----- Supplied records

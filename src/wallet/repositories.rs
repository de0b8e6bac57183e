use crate::wallet::{NetworkType, WalletRecord, WalletStorageError};
use std::io::ErrorKind;
use std::path::{Path, PathBuf};
use tokio::io::AsyncWriteExt;
use tracing::{debug, info, warn};
use zeroize::Zeroizing;

/// Secure storage of the wallet key material and record
#[async_trait::async_trait]
pub trait CredentialStore: Send + Sync {
	/// Whether any key material is stored at all
	async fn are_keys_present(&self) -> bool;

	/// Export the stored wallet record.
	///
	/// Fails with [`WalletStorageError::KeysUnreadable`] when the material exists but
	/// cannot be read or decoded.
	async fn export_wallet_record(&self) -> Result<WalletRecord, WalletStorageError>;

	/// Persist the result of the recovery phrase backup test
	async fn mark_user_passed_phrase_backup_test(
		&self,
		passed: bool,
	) -> Result<(), WalletStorageError>;
}

/// Presence check for the on-disk sync databases
#[async_trait::async_trait]
pub trait DatabaseFiles: Send + Sync {
	/// IO problems are reported as absent.
	async fn are_db_files_present_for(&self, network: NetworkType) -> bool;
}

const WALLET_RECORD_FILENAME: &str = "wallet_record.json";
const WALLET_RECORD_METADATA_FILENAME: &str = "wallet_record.meta.json";
const WALLET_RECORD_TMP_FILENAME: &str = "wallet_record.json.tmp";

/// File-based implementation of CredentialStore
pub struct FileCredentialStore {
	data_dir: PathBuf,
}

impl FileCredentialStore {
	pub fn new(data_dir: PathBuf) -> Self {
		Self { data_dir }
	}

	fn record_filename(&self) -> PathBuf {
		self.data_dir.join(WALLET_RECORD_FILENAME)
	}

	fn metadata_filename(&self) -> PathBuf {
		self.data_dir.join(WALLET_RECORD_METADATA_FILENAME)
	}

	fn tmp_filename(&self) -> PathBuf {
		self.data_dir.join(WALLET_RECORD_TMP_FILENAME)
	}

	/// Write the wallet record, replacing any previous one.
	///
	/// The record goes to a temporary file that is renamed over the old one, so the
	/// stored record is always either the previous or the new version. Metadata is only
	/// written once the record is in place.
	pub async fn save(&self, record: &WalletRecord) -> Result<(), WalletStorageError> {
		tokio::fs::create_dir_all(&self.data_dir).await?;

		let content = Zeroizing::new(serde_json::to_string_pretty(record)?);
		let tmp_filename = self.tmp_filename();
		let mut file = tokio::fs::File::create(&tmp_filename).await?;
		file.write_all(content.as_bytes()).await?;
		file.sync_all().await?;
		drop(file);

		let filename = self.record_filename();
		tokio::fs::rename(&tmp_filename, &filename).await?;

		let metadata = serde_json::json!({
			"version": record.version,
			"updated_at": chrono::Utc::now().to_rfc3339(),
		});
		tokio::fs::write(
			self.metadata_filename(),
			serde_json::to_string_pretty(&metadata)?,
		)
		.await?;

		info!("Saved wallet record to {:?}", filename);
		Ok(())
	}
}

#[async_trait::async_trait]
impl CredentialStore for FileCredentialStore {
	async fn are_keys_present(&self) -> bool {
		path_exists(&self.record_filename()).await
	}

	async fn export_wallet_record(&self) -> Result<WalletRecord, WalletStorageError> {
		let filename = self.record_filename();

		let content = match tokio::fs::read_to_string(&filename).await {
			Ok(content) => Zeroizing::new(content),
			Err(e) if e.kind() == ErrorKind::NotFound => {
				return Err(WalletStorageError::WalletNotFound);
			}
			Err(e) => {
				return Err(WalletStorageError::KeysUnreadable(format!(
					"Failed to read wallet record: {}",
					e
				)));
			}
		};

		let record: WalletRecord = serde_json::from_str(&content).map_err(|e| {
			WalletStorageError::KeysUnreadable(format!("Failed to decode wallet record: {}", e))
		})?;

		debug!(
			"Exported wallet record from {:?} with birthday {}",
			filename,
			record.birthday.height()
		);
		Ok(record)
	}

	async fn mark_user_passed_phrase_backup_test(
		&self,
		passed: bool,
	) -> Result<(), WalletStorageError> {
		let mut record = self.export_wallet_record().await?;
		record.has_user_passed_phrase_backup_test = passed;
		self.save(&record).await
	}
}

/// File-based implementation of DatabaseFiles
pub struct FileDatabaseFiles {
	data_dir: PathBuf,
}

impl FileDatabaseFiles {
	pub fn new(data_dir: PathBuf) -> Self {
		Self { data_dir }
	}

	pub fn data_db_path(&self, network: NetworkType) -> PathBuf {
		self.data_dir.join(format!("{}_data.db", network))
	}

	pub fn cache_db_path(&self, network: NetworkType) -> PathBuf {
		self.data_dir.join(format!("{}_cache.db", network))
	}
}

#[async_trait::async_trait]
impl DatabaseFiles for FileDatabaseFiles {
	async fn are_db_files_present_for(&self, network: NetworkType) -> bool {
		// The cache database is disposable, only the data database decides.
		path_exists(&self.data_db_path(network)).await
	}
}

async fn path_exists(path: &Path) -> bool {
	match tokio::fs::try_exists(path).await {
		Ok(exists) => exists,
		Err(e) => {
			warn!("Failed to check {:?}: {}", path, e);
			false
		}
	}
}
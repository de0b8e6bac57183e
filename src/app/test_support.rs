//! In-memory collaborators for launch sequence tests.

use crate::app::orchestrator::{Collaborators, LaunchOrchestrator};
use crate::app::retry::KeychainRetryPolicy;
use crate::app::state::RootState;
use crate::wallet::{
    Birthday, CrashReporter, CrashReporterError, CredentialStore, DatabaseFiles, EngineInitError,
    InitializationMode, MnemonicLanguage, NetworkType, SeedPhrase, SyncState, SyncStateStream,
    WalletEngine, WalletRecord, WalletStorageError, stream_from_receiver,
};
use std::sync::atomic::{AtomicUsize, Ordering};
use std::sync::{Arc, Mutex};
use tokio::sync::broadcast;

pub const TEST_PHRASE: &str = "still champion voice habit trend flight survey between bitter process artefact blind carbon truly provide dizzy crush flush breeze blouse charge solid fish spread";

pub fn test_wallet(birthday: u64, has_user_passed_phrase_backup_test: bool) -> WalletRecord {
    WalletRecord {
        language: MnemonicLanguage::English,
        seed_phrase: SeedPhrase::new(TEST_PHRASE),
        version: 0,
        birthday: Birthday(birthday),
        has_user_passed_phrase_backup_test,
    }
}

/// Ordered log of collaborator calls shared by all mocks of a test
#[derive(Debug, Clone, Default)]
pub struct CallLog(Arc<Mutex<Vec<&'static str>>>);

impl CallLog {
    pub fn push(&self, call: &'static str) {
        self.0.lock().unwrap().push(call);
    }

    pub fn entries(&self) -> Vec<&'static str> {
        self.0.lock().unwrap().clone()
    }
}

#[derive(Default)]
pub struct MockCredentialStore {
    wallet: Option<WalletRecord>,
    unreadable: bool,
    fail_backup_mark: bool,
    export_calls: AtomicUsize,
    marked_backup: Mutex<Option<bool>>,
    calls: CallLog,
}

impl MockCredentialStore {
    pub fn empty() -> Self {
        Self::default()
    }

    pub fn with_wallet(wallet: WalletRecord) -> Self {
        Self {
            wallet: Some(wallet),
            ..Self::default()
        }
    }

    /// Keys are present but every export fails
    pub fn unreadable() -> Self {
        Self {
            unreadable: true,
            ..Self::default()
        }
    }

    pub fn failing_backup_mark(mut self) -> Self {
        self.fail_backup_mark = true;
        self
    }

    pub fn export_calls(&self) -> usize {
        self.export_calls.load(Ordering::SeqCst)
    }

    pub fn marked_backup(&self) -> Option<bool> {
        *self.marked_backup.lock().unwrap()
    }
}

#[async_trait::async_trait]
impl CredentialStore for MockCredentialStore {
    async fn are_keys_present(&self) -> bool {
        self.calls.push("credential_store.are_keys_present");
        self.wallet.is_some() || self.unreadable
    }

    async fn export_wallet_record(&self) -> Result<WalletRecord, WalletStorageError> {
        self.calls.push("credential_store.export_wallet_record");
        self.export_calls.fetch_add(1, Ordering::SeqCst);
        if self.unreadable {
            return Err(WalletStorageError::KeysUnreadable("decryption failed".to_string()));
        }
        self.wallet.clone().ok_or(WalletStorageError::WalletNotFound)
    }

    async fn mark_user_passed_phrase_backup_test(
        &self,
        passed: bool,
    ) -> Result<(), WalletStorageError> {
        self.calls.push("credential_store.mark_user_passed_phrase_backup_test");
        if self.fail_backup_mark {
            return Err(WalletStorageError::KeysUnreadable("store locked".to_string()));
        }
        *self.marked_backup.lock().unwrap() = Some(passed);
        Ok(())
    }
}

pub struct MockDatabaseFiles {
    present: bool,
    calls: CallLog,
}

#[async_trait::async_trait]
impl DatabaseFiles for MockDatabaseFiles {
    async fn are_db_files_present_for(&self, _network: NetworkType) -> bool {
        self.calls.push("database_files.are_db_files_present_for");
        self.present
    }
}

pub struct MockWalletEngine {
    init_error: Option<EngineInitError>,
    stream_available: bool,
    initialized_with: Mutex<Vec<(InitializationMode, Birthday)>>,
    subscribe_calls: AtomicUsize,
    sender: broadcast::Sender<SyncState>,
    calls: CallLog,
}

impl Default for MockWalletEngine {
    fn default() -> Self {
        let (sender, _) = broadcast::channel(16);
        Self {
            init_error: None,
            stream_available: true,
            initialized_with: Mutex::new(Vec::new()),
            subscribe_calls: AtomicUsize::new(0),
            sender,
            calls: CallLog::default(),
        }
    }
}

impl MockWalletEngine {
    pub fn failing(error: EngineInitError) -> Self {
        Self {
            init_error: Some(error),
            ..Self::default()
        }
    }

    /// Initializes fine but refuses subscriptions
    pub fn without_stream() -> Self {
        Self {
            stream_available: false,
            ..Self::default()
        }
    }

    pub fn initialized_with(&self) -> Vec<(InitializationMode, Birthday)> {
        self.initialized_with.lock().unwrap().clone()
    }

    pub fn subscribe_calls(&self) -> usize {
        self.subscribe_calls.load(Ordering::SeqCst)
    }

    pub fn publish(&self, state: SyncState) -> usize {
        self.sender.send(state).unwrap_or(0)
    }
}

#[async_trait::async_trait]
impl WalletEngine for MockWalletEngine {
    async fn initialize(
        &self,
        mode: InitializationMode,
        wallet: &WalletRecord,
    ) -> Result<(), EngineInitError> {
        self.calls.push("wallet_engine.initialize");
        if let Some(error) = &self.init_error {
            return Err(error.clone());
        }
        self.initialized_with
            .lock()
            .unwrap()
            .push((mode, wallet.birthday));
        Ok(())
    }

    fn subscribe(&self) -> Result<SyncStateStream, EngineInitError> {
        self.calls.push("wallet_engine.subscribe");
        self.subscribe_calls.fetch_add(1, Ordering::SeqCst);
        if !self.stream_available {
            return Err(EngineInitError::Synchronizer("no stream".to_string()));
        }
        Ok(stream_from_receiver(self.sender.subscribe()))
    }
}

#[derive(Default)]
pub struct MockCrashReporter {
    fail: bool,
    calls: CallLog,
}

impl MockCrashReporter {
    pub fn failing() -> Self {
        Self {
            fail: true,
            ..Self::default()
        }
    }
}

impl CrashReporter for MockCrashReporter {
    fn configure(&self) -> Result<(), CrashReporterError> {
        self.calls.push("crash_reporter.configure");
        if self.fail {
            return Err(CrashReporterError::Unavailable("no network".to_string()));
        }
        Ok(())
    }
}

/// One set of mocks wired to a shared call log
pub struct MockSet {
    pub calls: CallLog,
    pub store: Arc<MockCredentialStore>,
    pub database_files: Arc<MockDatabaseFiles>,
    pub engine: Arc<MockWalletEngine>,
    pub crash_reporter: Arc<MockCrashReporter>,
}

impl MockSet {
    pub fn new(db_files_present: bool, mut store: MockCredentialStore) -> Self {
        let calls = CallLog::default();
        store.calls = calls.clone();
        Self {
            store: Arc::new(store),
            database_files: Arc::new(MockDatabaseFiles {
                present: db_files_present,
                calls: calls.clone(),
            }),
            engine: Arc::new(MockWalletEngine {
                calls: calls.clone(),
                ..MockWalletEngine::default()
            }),
            crash_reporter: Arc::new(MockCrashReporter {
                calls: calls.clone(),
                ..MockCrashReporter::default()
            }),
            calls,
        }
    }

    pub fn with_engine(mut self, mut engine: MockWalletEngine) -> Self {
        engine.calls = self.calls.clone();
        self.engine = Arc::new(engine);
        self
    }

    pub fn with_crash_reporter(mut self, mut crash_reporter: MockCrashReporter) -> Self {
        crash_reporter.calls = self.calls.clone();
        self.crash_reporter = Arc::new(crash_reporter);
        self
    }

    pub fn collaborators(&self) -> Collaborators {
        Collaborators {
            credential_store: self.store.clone(),
            database_files: self.database_files.clone(),
            wallet_engine: self.engine.clone(),
            crash_reporter: self.crash_reporter.clone(),
        }
    }

    pub fn orchestrator(&self) -> LaunchOrchestrator {
        self.orchestrator_with_state(RootState::default())
    }

    pub fn orchestrator_with_state(&self, state: RootState) -> LaunchOrchestrator {
        LaunchOrchestrator::new(self.collaborators(), state, KeychainRetryPolicy::default())
    }
}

----------

Exercise goal:
In the records above, locate every line with the string "WalletRecord" and copy it.

The completed task:
use crate::wallet::{NetworkType, WalletRecord, WalletStorageError};
	async fn export_wallet_record(&self) -> Result<WalletRecord, WalletStorageError>;
	pub async fn save(&self, record: &WalletRecord) -> Result<(), WalletStorageError> {
	async fn export_wallet_record(&self) -> Result<WalletRecord, WalletStorageError> {
		let record: WalletRecord = serde_json::from_str(&content).map_err(|e| {
    WalletEngine, WalletRecord, WalletStorageError, stream_from_receiver,
pub fn test_wallet(birthday: u64, has_user_passed_phrase_backup_test: bool) -> WalletRecord {
    WalletRecord {
    wallet: Option<WalletRecord>,
    pub fn with_wallet(wallet: WalletRecord) -> Self {
    async fn export_wallet_record(&self) -> Result<WalletRecord, WalletStorageError> {
        wallet: &WalletRecord,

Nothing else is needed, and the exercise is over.